Î Recommendation VI.17: Very large doses of benzodiazepines may be
needed to control agitation in alcohol withdrawal delirium, including
doses that are much higher than typically seen in other patient
populations. Clinicians should not hesitate to provide such large doses
to patients to control agitation but should keep in mind the possible
risk of over-sedation and respiratory depression. Moreover, when
large doses are used, there is risk of accumulation of long-acting
benzodiazepine metabolites, especially in patients with impaired
hepatic function or the elderly, and patients should be monitored
closely.
Î Recommendation VI.18: For patients who have been delirious longer
than 72 hours, assess for drug-induced delirium and withdrawal from
another GABAergic agent (such as gabapentin or carisoprodol). When
necessary, adjust the benzodiazepine dose.
Î Recommendation VI.19: Barbiturates can be considered an
alternative option to benzodiazepines for the treatment of alcohol
withdrawal delirium, but they are not preferred over benzodiazepines.
Phenobarbital can be used as an adjunct to benzodiazepines in
settings with close monitoring when alcohol withdrawal delirium is not
adequately controlled by benzodiazepine therapy alone.

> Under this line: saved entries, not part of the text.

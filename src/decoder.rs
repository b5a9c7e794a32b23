//! Incremental fountain decoder.
//!
//! Blocks arrive in any order, possibly repeated, possibly from a different
//! transmit session encoding the same payload. Each accepted block is
//! reduced against the resolved source blocks; anything left with a single
//! unknown resolves it, and the resolution cascades through the pending
//! blocks until nothing more can be peeled. When peeling stalls with enough
//! equations on hand, GF(2) elimination over the pending set takes over.

use crate::block::{xor_into, EncodedBlock};
use crate::linear_algebra::BinaryMatrix;
use bytes::Bytes;
use log::{debug, info, warn};
use std::collections::{BTreeSet, HashSet};
use thiserror::Error;

/// Upper bound on `k` accepted from an untrusted first block
pub const MAX_SOURCE_BLOCKS: usize = 1 << 16;

#[derive(Error, Debug, PartialEq, Eq)]
pub enum DecoderError {
    #[error("Checksum mismatch for block {indices:?}")]
    ChecksumMismatch { indices: Vec<usize> },
    #[error("Block declares k={k}, bytes={bytes} but the session has k={expected_k}, bytes={expected_bytes}")]
    ParameterMismatch {
        k: usize,
        bytes: usize,
        expected_k: usize,
        expected_bytes: usize,
    },
    #[error("Block length {found} does not match session block length {expected}")]
    BlockLengthMismatch { found: usize, expected: usize },
    #[error("Invalid session parameters: k={k}, bytes={bytes}, block length {block_len}")]
    InvalidParameters {
        k: usize,
        bytes: usize,
        block_len: usize,
    },
    #[error("Block index {index} out of range for {k} source blocks")]
    IndexOutOfRange { index: usize, k: usize },
    #[error("Encoded block combines no source blocks")]
    NoIndices,
    #[error("Decoding incomplete: {resolved} of {k} source blocks resolved")]
    Incomplete { resolved: usize, k: usize },
}

/// Parameters latched from the first accepted block
#[derive(Debug, Clone, Copy, PartialEq, Eq)]
struct SessionParams {
    k: usize,
    bytes: usize,
    block_len: usize,
}

/// An accepted block still covering two or more unresolved indices
#[derive(Debug, Clone)]
struct PendingBlock {
    unknowns: BTreeSet<usize>,
    data: Vec<u8>,
}

/// Stateful decoder for one transfer
#[derive(Debug, Default)]
pub struct Decoder {
    session: Option<SessionParams>,
    /// Source block index -> resolved bytes
    resolved: Vec<Option<Bytes>>,
    resolved_count: usize,
    pending: Vec<PendingBlock>,
    /// Index sets already applied
    seen: HashSet<Vec<usize>>,
    applied: usize,
    allow_duplicates: bool,
    /// Rank still missing after the last elimination
    rank_deficit: usize,
    /// Blocks applied since the last elimination
    since_elimination: usize,
}

impl Decoder {
    pub fn new() -> Self {
        Self::default()
    }

    /// Reprocess blocks whose index set was already applied
    pub fn allow_duplicates(mut self, allow: bool) -> Self {
        self.allow_duplicates = allow;
        self
    }

    /// Feed one block. Returns `true` exactly when the payload is complete.
    ///
    /// A rejected block leaves the decoder untouched.
    pub fn add_block(&mut self, block: &EncodedBlock) -> Result<bool, DecoderError> {
        if self.is_complete() {
            return Ok(true);
        }

        let params = self.validate(block)?;

        let key = block.index_key();
        if !self.allow_duplicates && self.seen.contains(&key) {
            debug!("ignoring duplicate block {:?}", key);
            return Ok(false);
        }

        if self.session.is_none() {
            debug!(
                "latched session parameters k={}, bytes={}, block length {}",
                params.k, params.bytes, params.block_len
            );
            self.session = Some(params);
            self.resolved = vec![None; params.k];
        }
        self.seen.insert(key);
        self.applied += 1;

        let mut data = block.data.to_vec();
        let mut unknowns = BTreeSet::new();
        for &index in &block.indices {
            match &self.resolved[index] {
                Some(known) => xor_into(&mut data, known),
                None => {
                    unknowns.insert(index);
                }
            }
        }

        match unknowns.len() {
            0 => {}
            1 => {
                if let Some(&index) = unknowns.first() {
                    if self.mark_resolved(index, Bytes::from(data)) {
                        self.propagate(vec![index]);
                    }
                }
            }
            _ => self.pending.push(PendingBlock { unknowns, data }),
        }

        self.since_elimination += 1;
        if self.elimination_due(params.k) {
            self.eliminate(params.k);
        }

        if self.is_complete() {
            info!(
                "decoded {} source blocks from {} applied blocks",
                params.k, self.applied
            );
        }
        Ok(self.is_complete())
    }

    fn validate(&self, block: &EncodedBlock) -> Result<SessionParams, DecoderError> {
        if block.indices.is_empty() {
            return Err(DecoderError::NoIndices);
        }
        if !block.verify() {
            warn!("checksum mismatch on block {:?}", block.index_key());
            return Err(DecoderError::ChecksumMismatch {
                indices: block.index_key(),
            });
        }

        let params = match self.session {
            Some(session) => {
                if block.k != session.k || block.bytes != session.bytes {
                    return Err(DecoderError::ParameterMismatch {
                        k: block.k,
                        bytes: block.bytes,
                        expected_k: session.k,
                        expected_bytes: session.bytes,
                    });
                }
                if block.data.len() != session.block_len {
                    return Err(DecoderError::BlockLengthMismatch {
                        found: block.data.len(),
                        expected: session.block_len,
                    });
                }
                session
            }
            None => {
                let block_len = block.data.len();
                let capacity = block.k.checked_mul(block_len).unwrap_or(usize::MAX);
                if block.k == 0
                    || block.k > MAX_SOURCE_BLOCKS
                    || block_len == 0
                    || block.bytes == 0
                    || block.bytes > capacity
                {
                    return Err(DecoderError::InvalidParameters {
                        k: block.k,
                        bytes: block.bytes,
                        block_len,
                    });
                }
                SessionParams {
                    k: block.k,
                    bytes: block.bytes,
                    block_len,
                }
            }
        };

        if let Some(&index) = block.indices.iter().find(|&&i| i >= params.k) {
            return Err(DecoderError::IndexOutOfRange { index, k: params.k });
        }
        Ok(params)
    }

    /// Record a source block, returning whether it was newly resolved
    fn mark_resolved(&mut self, index: usize, data: Bytes) -> bool {
        if self.resolved[index].is_some() {
            return false;
        }
        self.resolved[index] = Some(data);
        self.resolved_count += 1;
        true
    }

    /// Cascade newly resolved indices through the pending blocks to a fixed point
    fn propagate(&mut self, mut queue: Vec<usize>) {
        while let Some(solved) = queue.pop() {
            let Some(value) = self.resolved[solved].clone() else {
                continue;
            };

            let mut i = 0;
            while i < self.pending.len() {
                let block = &mut self.pending[i];
                if block.unknowns.remove(&solved) {
                    xor_into(&mut block.data, &value);
                }

                match block.unknowns.len() {
                    0 => {
                        self.pending.swap_remove(i);
                    }
                    1 => {
                        let block = self.pending.swap_remove(i);
                        if let Some(&index) = block.unknowns.first() {
                            if self.mark_resolved(index, Bytes::from(block.data)) {
                                queue.push(index);
                            }
                        }
                    }
                    _ => i += 1,
                }
            }
        }
    }

    /// Whether the pending set could now pin down every unresolved index.
    ///
    /// Each applied block raises the rank of the whole system by at most one,
    /// so elimination is skipped until enough blocks have arrived to cover
    /// the deficit the previous run left.
    fn elimination_due(&self, k: usize) -> bool {
        !self.is_complete()
            && !self.pending.is_empty()
            && self.pending.len() + self.resolved_count >= k
            && self.since_elimination >= self.rank_deficit
    }

    /// Solve the pending set by elimination when peeling has stalled
    fn eliminate(&mut self, k: usize) {
        let matrix = BinaryMatrix::from_equations(
            self.pending
                .iter()
                .map(|block| (&block.unknowns, block.data.as_slice())),
        );
        debug!(
            "peeling stalled, eliminating {} x {} system",
            matrix.rows(),
            matrix.cols()
        );

        let (rank, solved) = matrix.solve_ranked();
        self.rank_deficit = k.saturating_sub(self.resolved_count + rank);
        self.since_elimination = 0;

        let mut queue = Vec::new();
        for (index, data) in solved {
            if self.mark_resolved(index, Bytes::from(data)) {
                queue.push(index);
            }
        }
        self.propagate(queue);
    }

    /// Whether every source block is resolved
    pub fn is_complete(&self) -> bool {
        matches!(self.session, Some(session) if self.resolved_count == session.k)
    }

    /// The reconstructed payload, trimmed to its original length
    pub fn decoded(&self) -> Result<Vec<u8>, DecoderError> {
        let Some(session) = self.session.filter(|_| self.is_complete()) else {
            return Err(DecoderError::Incomplete {
                resolved: self.resolved_count,
                k: self.session.map(|s| s.k).unwrap_or(0),
            });
        };

        let mut payload = Vec::with_capacity(session.k * session.block_len);
        for block in self.resolved.iter().flatten() {
            payload.extend_from_slice(block);
        }
        payload.truncate(session.bytes);
        Ok(payload)
    }

    /// Discard all state and start over
    pub fn reset(&mut self) {
        let allow_duplicates = self.allow_duplicates;
        *self = Self {
            allow_duplicates,
            ..Self::default()
        };
    }

    /// Total source blocks, once known
    pub fn source_block_count(&self) -> Option<usize> {
        self.session.map(|s| s.k)
    }

    pub fn resolved_count(&self) -> usize {
        self.resolved_count
    }

    /// Distinct blocks applied so far
    pub fn applied_blocks(&self) -> usize {
        self.applied
    }

    pub fn pending_blocks(&self) -> usize {
        self.pending.len()
    }
}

Î Recommendation VI.20: Antipsychotic agents can be used as an
adjunct to benzodiazepines when alcohol withdrawal delirium and
hallucinations are not adequately controlled by benzodiazepine
therapy alone. They are not recommended as monotherapy for alcohol
withdrawal delirium.
Î Recommendation VI.21: Alpha2-adrenergic agonists, beta-adrenergic
antagonists and paraldehyde should not be used to treat alcohol
withdrawal delirium.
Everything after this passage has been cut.